His mother then told him for the first time that her younger sister, who had been sick, died in an air raid shelter in 1944. She was in her first year in elementary school.
Believing it could be a precious wartime memento, the man asked the local board of education if they knew of a place to donate it. The school bag was eventually donated to the National Showa Memorial Museum, which displayed the item at a special exhibition at the museum last summer.
The museum was built by the then Ministry of Health and Welfare in 1999 and has been requesting donations of wartime-related items.
Items on permanent display at the museum include "good-luck" belts stitched together by 1,000 women for Imperial Japanese Army soldiers, textbooks used in schools and a teacup stamped "Made in Occupied Japan."
Of the approximately 64,000 items on display, 70 percent were donated.
Curators at the museum ask donors to share stories related to the items they are donating. The museum will display the stories along with the items when they are put on exhibit.

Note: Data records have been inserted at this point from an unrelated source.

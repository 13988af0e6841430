//! An extractor that authenticates a request before the handler runs.

use axum::{
    extract::{FromRef, FromRequestParts},
    http::request::Parts,
};
use axum_extra::{
    TypedHeader,
    extract::CookieJar,
    headers::{Authorization, authorization::Bearer},
};

use crate::{
    AppState, AuthError, Error,
    auth::{cookie::get_token_from_cookies, guard::resolve_user},
    user::User,
};

/// The user who sent the request.
///
/// The session token is read from the `Authorization: Bearer` header, falling
/// back to the `authToken` cookie. Handlers that take this extractor are only
/// called for requests with a valid token for a registered user; all other
/// requests are rejected with `401 Unauthorized`.
#[derive(Debug, Clone)]
pub struct AuthenticatedUser(pub User);

impl<S> FromRequestParts<S> for AuthenticatedUser
where
    AppState: FromRef<S>,
    S: Send + Sync,
{
    type Rejection = Error;

    async fn from_request_parts(parts: &mut Parts, state: &S) -> Result<Self, Self::Rejection> {
        let token = get_request_token(parts, state)
            .await
            .ok_or(AuthError::Unauthenticated)?;
        let state = AppState::from_ref(state);

        resolve_user(&token, &state.token_codec, &state.user_store()).map(AuthenticatedUser)
    }
}

/// Get the raw session token from the request headers or cookies.
async fn get_request_token<S>(parts: &mut Parts, state: &S) -> Option<String>
where
    S: Send + Sync,
{
    if let Ok(TypedHeader(Authorization(bearer))) =
        TypedHeader::<Authorization<Bearer>>::from_request_parts(parts, state).await
    {
        return Some(bearer.token().to_owned());
    }

    get_token_from_cookies(&CookieJar::from_headers(&parts.headers))
}

#[cfg(test)]
mod tests {
    use axum::{Json, Router, http::StatusCode, routing::get};
    use axum_extra::extract::cookie::Cookie;
    use axum_test::TestServer;

    use crate::{
        AppState,
        auth::cookie::COOKIE_TOKEN,
        test_utils::{create_test_user, get_test_connection},
    };

    use super::AuthenticatedUser;

    async fn whoami(AuthenticatedUser(user): AuthenticatedUser) -> Json<String> {
        Json(user.username)
    }

    fn get_server() -> (TestServer, AppState) {
        let connection = get_test_connection();
        create_test_user(&connection, "asha");
        let state = AppState::from_connection(connection, "secret");
        let app = Router::new()
            .route("/whoami", get(whoami))
            .with_state(state.clone());

        (TestServer::try_new(app).unwrap(), state)
    }

    #[tokio::test]
    async fn accepts_bearer_token() {
        let (server, state) = get_server();
        let token = state.token_codec.issue("asha").unwrap();

        let response = server.get("/whoami").authorization_bearer(token).await;

        response.assert_status_ok();
        response.assert_json(&"asha".to_string());
    }

    #[tokio::test]
    async fn accepts_cookie_token() {
        let (server, state) = get_server();
        let token = state.token_codec.issue("asha").unwrap();

        let response = server
            .get("/whoami")
            .add_cookie(Cookie::new(COOKIE_TOKEN, token))
            .await;

        response.assert_status_ok();
        response.assert_json(&"asha".to_string());
    }

    #[tokio::test]
    async fn rejects_missing_token() {
        let (server, _) = get_server();

        let response = server.get("/whoami").await;

        response.assert_status(StatusCode::UNAUTHORIZED);
    }

    #[tokio::test]
    async fn rejects_forged_token() {
        let (server, _) = get_server();
        let token = crate::auth::token::TokenCodec::new("not the secret")
            .issue("asha")
            .unwrap();

        let response = server.get("/whoami").authorization_bearer(token).await;

        response.assert_status(StatusCode::UNAUTHORIZED);
    }
}
//! Database ID type definitions.

/// Alias for the integer type used for mapping to database IDs.
pub type DatabaseId = i64;

/// The ID of an [Expense](crate::expense::Expense) row.
pub type ExpenseId = DatabaseId;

“Personal belongings carry the stories of life on the home front, such as how the war affected the daily lives of people,” said Kazuhiro Watanabe, the head curator at the museum.
“But in many cases, such items are often not considered valuable objects. So please reach out to us (if you have any such items) and consult us first.”
While there used to be a slew of war-related items in many homes, “many objects must have been lost over time such as privately published war stories and mimeographed copies that were never stored in the national library,” said Saburo Takahashi, a professor emeritus of sociology at Kyoto University.
In Japan, many public documents were burned by the military and local governments after the war. Senyukai--a group of veterans who have been passing on their war stories--also has seen its numbers dwindle over the years. Many of those groups have been disbanded.
“We need to build a system where people protect war-related items and make them accessible to the public,” Takahashi said.
* * *
The first step to donate war-related items is to call museums and ask if they will accept the items. Museums have set thresholds on accepting donated items.
National Showa Memorial Museum
Phone number: 03-3222-2577
The museum accepts calls regarding donations from 10 a.m. to 5:30 p.m. daily except for Mondays.
The museum exhibits daily products that reflect the lives and struggles of the nation between 1935 and 1955, such as clothing and stationery.
The Shokei-kan
Phone number: 03-3234-7821
Admission is free.
The museum collects medical-related items such as clothing of injured soldiers, and diaries and records that show how the injured were treated during the war.
The health ministry opened the museum in 2006 after receiving a request for opening the facility from a disabled veterans' group, which was disbanded in 2013.
Nara Prefectural Library and Information Center
Phone number: 0742-34-5514
The center accepts calls regarding donations from 9 a.m. to 5 p.m. daily except for Mondays.
The library stores books, magazines, diaries and letters that date between the Manchurian Incident of 1931 and the San Francisco Peace Treaty signed in 1951. Many of the items are available for public viewing, and the library houses rare items such as privately published war stories and newsletters of veterans associations.
* Other than listed above, some local museums, universities and research institutes also will accept items if they match their needs.